(Dataset items)

::::::

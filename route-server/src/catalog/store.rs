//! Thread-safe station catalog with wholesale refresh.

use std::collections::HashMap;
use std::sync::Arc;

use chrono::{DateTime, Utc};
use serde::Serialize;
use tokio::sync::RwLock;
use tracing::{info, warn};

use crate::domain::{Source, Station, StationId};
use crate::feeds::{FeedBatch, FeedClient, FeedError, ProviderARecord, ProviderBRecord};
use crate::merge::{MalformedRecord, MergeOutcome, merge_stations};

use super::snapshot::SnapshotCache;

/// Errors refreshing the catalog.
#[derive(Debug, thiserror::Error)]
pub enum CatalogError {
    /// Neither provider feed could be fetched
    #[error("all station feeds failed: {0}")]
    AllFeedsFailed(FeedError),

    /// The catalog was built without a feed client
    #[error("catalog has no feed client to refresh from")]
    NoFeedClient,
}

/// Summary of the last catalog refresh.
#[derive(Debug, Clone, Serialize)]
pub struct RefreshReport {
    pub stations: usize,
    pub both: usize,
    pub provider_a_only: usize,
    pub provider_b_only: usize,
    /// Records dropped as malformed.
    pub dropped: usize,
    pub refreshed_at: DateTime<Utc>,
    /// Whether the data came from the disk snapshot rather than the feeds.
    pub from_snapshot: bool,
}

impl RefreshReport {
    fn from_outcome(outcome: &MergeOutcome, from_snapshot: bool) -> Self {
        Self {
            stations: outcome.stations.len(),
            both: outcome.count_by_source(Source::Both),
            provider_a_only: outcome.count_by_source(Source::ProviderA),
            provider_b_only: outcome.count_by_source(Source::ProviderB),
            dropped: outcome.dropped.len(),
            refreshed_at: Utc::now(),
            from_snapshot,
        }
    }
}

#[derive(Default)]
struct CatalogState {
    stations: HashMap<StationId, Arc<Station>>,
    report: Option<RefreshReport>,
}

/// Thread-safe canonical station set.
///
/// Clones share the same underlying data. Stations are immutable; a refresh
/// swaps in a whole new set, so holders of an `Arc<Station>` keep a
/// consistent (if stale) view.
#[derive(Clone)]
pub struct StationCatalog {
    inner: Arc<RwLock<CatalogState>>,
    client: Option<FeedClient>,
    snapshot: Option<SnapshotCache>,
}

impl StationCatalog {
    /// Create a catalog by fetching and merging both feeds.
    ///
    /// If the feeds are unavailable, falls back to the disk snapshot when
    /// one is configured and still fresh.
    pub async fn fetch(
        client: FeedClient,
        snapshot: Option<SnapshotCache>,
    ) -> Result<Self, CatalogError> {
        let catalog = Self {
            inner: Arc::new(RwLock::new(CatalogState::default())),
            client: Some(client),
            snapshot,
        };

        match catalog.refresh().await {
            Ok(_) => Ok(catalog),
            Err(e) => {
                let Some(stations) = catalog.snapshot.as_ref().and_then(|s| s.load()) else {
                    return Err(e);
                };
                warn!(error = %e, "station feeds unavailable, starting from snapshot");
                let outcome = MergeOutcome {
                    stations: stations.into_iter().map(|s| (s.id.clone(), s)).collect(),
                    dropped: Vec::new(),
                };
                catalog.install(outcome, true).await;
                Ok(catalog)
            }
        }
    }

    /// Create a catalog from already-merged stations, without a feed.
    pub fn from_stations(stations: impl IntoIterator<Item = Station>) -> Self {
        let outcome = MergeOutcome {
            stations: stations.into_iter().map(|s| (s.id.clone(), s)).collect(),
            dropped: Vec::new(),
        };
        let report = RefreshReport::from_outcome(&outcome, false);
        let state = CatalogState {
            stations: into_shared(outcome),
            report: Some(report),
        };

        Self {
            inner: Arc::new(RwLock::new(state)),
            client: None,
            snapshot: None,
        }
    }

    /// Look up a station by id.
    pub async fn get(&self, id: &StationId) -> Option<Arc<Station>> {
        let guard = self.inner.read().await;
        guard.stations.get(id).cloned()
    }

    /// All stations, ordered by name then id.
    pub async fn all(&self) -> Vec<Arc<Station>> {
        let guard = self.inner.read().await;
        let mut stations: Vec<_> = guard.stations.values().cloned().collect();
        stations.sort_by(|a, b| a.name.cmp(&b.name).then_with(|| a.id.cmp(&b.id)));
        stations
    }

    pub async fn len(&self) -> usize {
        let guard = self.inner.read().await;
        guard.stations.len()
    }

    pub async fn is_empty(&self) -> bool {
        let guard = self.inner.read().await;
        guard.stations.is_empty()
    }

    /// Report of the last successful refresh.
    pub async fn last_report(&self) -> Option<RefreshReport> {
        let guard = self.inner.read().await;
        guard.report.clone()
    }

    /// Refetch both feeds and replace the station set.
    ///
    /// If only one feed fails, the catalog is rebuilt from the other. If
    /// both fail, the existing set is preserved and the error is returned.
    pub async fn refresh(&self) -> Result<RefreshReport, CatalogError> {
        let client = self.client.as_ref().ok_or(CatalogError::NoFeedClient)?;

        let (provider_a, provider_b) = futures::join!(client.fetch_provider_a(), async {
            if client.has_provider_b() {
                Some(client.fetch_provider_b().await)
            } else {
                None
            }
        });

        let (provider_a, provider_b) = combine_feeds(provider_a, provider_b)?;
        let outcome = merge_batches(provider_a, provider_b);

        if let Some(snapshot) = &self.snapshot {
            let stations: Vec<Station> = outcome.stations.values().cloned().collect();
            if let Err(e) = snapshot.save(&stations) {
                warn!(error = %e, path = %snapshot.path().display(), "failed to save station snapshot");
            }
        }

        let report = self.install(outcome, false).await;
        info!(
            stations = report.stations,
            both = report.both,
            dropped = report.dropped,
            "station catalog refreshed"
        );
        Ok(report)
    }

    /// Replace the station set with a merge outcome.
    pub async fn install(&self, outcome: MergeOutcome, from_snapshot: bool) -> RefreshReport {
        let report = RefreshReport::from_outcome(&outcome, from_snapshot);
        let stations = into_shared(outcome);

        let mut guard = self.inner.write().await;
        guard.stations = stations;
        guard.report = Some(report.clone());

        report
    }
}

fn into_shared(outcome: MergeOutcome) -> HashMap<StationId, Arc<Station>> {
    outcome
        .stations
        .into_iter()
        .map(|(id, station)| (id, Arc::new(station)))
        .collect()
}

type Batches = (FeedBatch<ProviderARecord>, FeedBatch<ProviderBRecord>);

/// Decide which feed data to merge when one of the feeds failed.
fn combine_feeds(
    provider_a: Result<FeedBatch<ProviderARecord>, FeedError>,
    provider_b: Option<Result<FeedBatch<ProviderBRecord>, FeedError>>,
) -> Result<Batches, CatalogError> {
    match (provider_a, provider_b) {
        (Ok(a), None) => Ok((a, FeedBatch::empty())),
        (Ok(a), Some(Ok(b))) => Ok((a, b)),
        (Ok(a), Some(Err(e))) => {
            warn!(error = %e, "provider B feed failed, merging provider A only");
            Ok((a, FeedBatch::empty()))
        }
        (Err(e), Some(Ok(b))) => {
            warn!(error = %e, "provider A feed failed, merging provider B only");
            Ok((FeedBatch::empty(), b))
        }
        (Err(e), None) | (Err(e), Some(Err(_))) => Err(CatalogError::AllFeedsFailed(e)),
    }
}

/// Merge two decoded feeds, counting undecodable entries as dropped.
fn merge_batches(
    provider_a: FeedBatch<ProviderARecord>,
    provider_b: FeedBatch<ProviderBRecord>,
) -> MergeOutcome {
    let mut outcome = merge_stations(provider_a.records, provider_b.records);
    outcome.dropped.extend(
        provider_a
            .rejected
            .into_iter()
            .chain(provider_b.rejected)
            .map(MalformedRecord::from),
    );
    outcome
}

::::::

What to produce:
Write out each entry above exactly as it is written.

Task answer:
filename route-server/src/catalog/store.rs
//! Thread-safe station catalog with wholesale refresh.

use std::collections::HashMap;
use std::sync::Arc;

use chrono::{DateTime, Utc};
use serde::Serialize;
use tokio::sync::RwLock;
use tracing::{info, warn};

use crate::domain::{Source, Station, StationId};
use crate::feeds::{FeedBatch, FeedClient, FeedError, ProviderARecord, ProviderBRecord};
use crate::merge::{MalformedRecord, MergeOutcome, merge_stations};

use super::snapshot::SnapshotCache;

/// Errors refreshing the catalog.
#[derive(Debug, thiserror::Error)]
pub enum CatalogError {
    /// Neither provider feed could be fetched
    #[error("all station feeds failed: {0}")]
    AllFeedsFailed(FeedError),

    /// The catalog was built without a feed client
    #[error("catalog has no feed client to refresh from")]
    NoFeedClient,
}

/// Summary of the last catalog refresh.
#[derive(Debug, Clone, Serialize)]
pub struct RefreshReport {
    pub stations: usize,
    pub both: usize,
    pub provider_a_only: usize,
    pub provider_b_only: usize,
    /// Records dropped as malformed.
    pub dropped: usize,
    pub refreshed_at: DateTime<Utc>,
    /// Whether the data came from the disk snapshot rather than the feeds.
    pub from_snapshot: bool,
}

impl RefreshReport {
    fn from_outcome(outcome: &MergeOutcome, from_snapshot: bool) -> Self {
        Self {
            stations: outcome.stations.len(),
            both: outcome.count_by_source(Source::Both),
            provider_a_only: outcome.count_by_source(Source::ProviderA),
            provider_b_only: outcome.count_by_source(Source::ProviderB),
            dropped: outcome.dropped.len(),
            refreshed_at: Utc::now(),
            from_snapshot,
        }
    }
}

#[derive(Default)]
struct CatalogState {
    stations: HashMap<StationId, Arc<Station>>,
    report: Option<RefreshReport>,
}

/// Thread-safe canonical station set.
///
/// Clones share the same underlying data. Stations are immutable; a refresh
/// swaps in a whole new set, so holders of an `Arc<Station>` keep a
/// consistent (if stale) view.
#[derive(Clone)]
pub struct StationCatalog {
    inner: Arc<RwLock<CatalogState>>,
    client: Option<FeedClient>,
    snapshot: Option<SnapshotCache>,
}

impl StationCatalog {
    /// Create a catalog by fetching and merging both feeds.
    ///
    /// If the feeds are unavailable, falls back to the disk snapshot when
    /// one is configured and still fresh.
    pub async fn fetch(
        client: FeedClient,
        snapshot: Option<SnapshotCache>,
    ) -> Result<Self, CatalogError> {
        let catalog = Self {
            inner: Arc::new(RwLock::new(CatalogState::default())),
            client: Some(client),
            snapshot,
        };

        match catalog.refresh().await {
            Ok(_) => Ok(catalog),
            Err(e) => {
                let Some(stations) = catalog.snapshot.as_ref().and_then(|s| s.load()) else {
                    return Err(e);
                };
                warn!(error = %e, "station feeds unavailable, starting from snapshot");
                let outcome = MergeOutcome {
                    stations: stations.into_iter().map(|s| (s.id.clone(), s)).collect(),
                    dropped: Vec::new(),
                };
                catalog.install(outcome, true).await;
                Ok(catalog)
            }
        }
    }

    /// Create a catalog from already-merged stations, without a feed.
    pub fn from_stations(stations: impl IntoIterator<Item = Station>) -> Self {
        let outcome = MergeOutcome {
            stations: stations.into_iter().map(|s| (s.id.clone(), s)).collect(),
            dropped: Vec::new(),
        };
        let report = RefreshReport::from_outcome(&outcome, false);
        let state = CatalogState {
            stations: into_shared(outcome),
            report: Some(report),
        };

        Self {
            inner: Arc::new(RwLock::new(state)),
            client: None,
            snapshot: None,
        }
    }

    /// Look up a station by id.
    pub async fn get(&self, id: &StationId) -> Option<Arc<Station>> {
        let guard = self.inner.read().await;
        guard.stations.get(id).cloned()
    }

    /// All stations, ordered by name then id.
    pub async fn all(&self) -> Vec<Arc<Station>> {
        let guard = self.inner.read().await;
        let mut stations: Vec<_> = guard.stations.values().cloned().collect();
        stations.sort_by(|a, b| a.name.cmp(&b.name).then_with(|| a.id.cmp(&b.id)));
        stations
    }

    pub async fn len(&self) -> usize {
        let guard = self.inner.read().await;
        guard.stations.len()
    }

    pub async fn is_empty(&self) -> bool {
        let guard = self.inner.read().await;
        guard.stations.is_empty()
    }

    /// Report of the last successful refresh.
    pub async fn last_report(&self) -> Option<RefreshReport> {
        let guard = self.inner.read().await;
        guard.report.clone()
    }

    /// Refetch both feeds and replace the station set.
    ///
    /// If only one feed fails, the catalog is rebuilt from the other. If
    /// both fail, the existing set is preserved and the error is returned.
    pub async fn refresh(&self) -> Result<RefreshReport, CatalogError> {
        let client = self.client.as_ref().ok_or(CatalogError::NoFeedClient)?;

        let (provider_a, provider_b) = futures::join!(client.fetch_provider_a(), async {
            if client.has_provider_b() {
                Some(client.fetch_provider_b().await)
            } else {
                None
            }
        });

        let (provider_a, provider_b) = combine_feeds(provider_a, provider_b)?;
        let outcome = merge_batches(provider_a, provider_b);

        if let Some(snapshot) = &self.snapshot {
            let stations: Vec<Station> = outcome.stations.values().cloned().collect();
            if let Err(e) = snapshot.save(&stations) {
                warn!(error = %e, path = %snapshot.path().display(), "failed to save station snapshot");
            }
        }

        let report = self.install(outcome, false).await;
        info!(
            stations = report.stations,
            both = report.both,
            dropped = report.dropped,
            "station catalog refreshed"
        );
        Ok(report)
    }

    /// Replace the station set with a merge outcome.
    pub async fn install(&self, outcome: MergeOutcome, from_snapshot: bool) -> RefreshReport {
        let report = RefreshReport::from_outcome(&outcome, from_snapshot);
        let stations = into_shared(outcome);

        let mut guard = self.inner.write().await;
        guard.stations = stations;
        guard.report = Some(report.clone());

        report
    }
}

fn into_shared(outcome: MergeOutcome) -> HashMap<StationId, Arc<Station>> {
    outcome
        .stations
        .into_iter()
        .map(|(id, station)| (id, Arc::new(station)))
        .collect()
}

type Batches = (FeedBatch<ProviderARecord>, FeedBatch<ProviderBRecord>);

/// Decide which feed data to merge when one of the feeds failed.
fn combine_feeds(
    provider_a: Result<FeedBatch<ProviderARecord>, FeedError>,
    provider_b: Option<Result<FeedBatch<ProviderBRecord>, FeedError>>,
) -> Result<Batches, CatalogError> {
    match (provider_a, provider_b) {
        (Ok(a), None) => Ok((a, FeedBatch::empty())),
        (Ok(a), Some(Ok(b))) => Ok((a, b)),
        (Ok(a), Some(Err(e))) => {
            warn!(error = %e, "provider B feed failed, merging provider A only");
            Ok((a, FeedBatch::empty()))
        }
        (Err(e), Some(Ok(b))) => {
            warn!(error = %e, "provider A feed failed, merging provider B only");
            Ok((FeedBatch::empty(), b))
        }
        (Err(e), None) | (Err(e), Some(Err(_))) => Err(CatalogError::AllFeedsFailed(e)),
    }
}

/// Merge two decoded feeds, counting undecodable entries as dropped.
fn merge_batches(
    provider_a: FeedBatch<ProviderARecord>,
    provider_b: FeedBatch<ProviderBRecord>,
) -> MergeOutcome {
    let mut outcome = merge_stations(provider_a.records, provider_b.records);
    outcome.dropped.extend(
        provider_a
            .rejected
            .into_iter()
            .chain(provider_b.rejected)
            .map(MalformedRecord::from),
    );
    outcome
}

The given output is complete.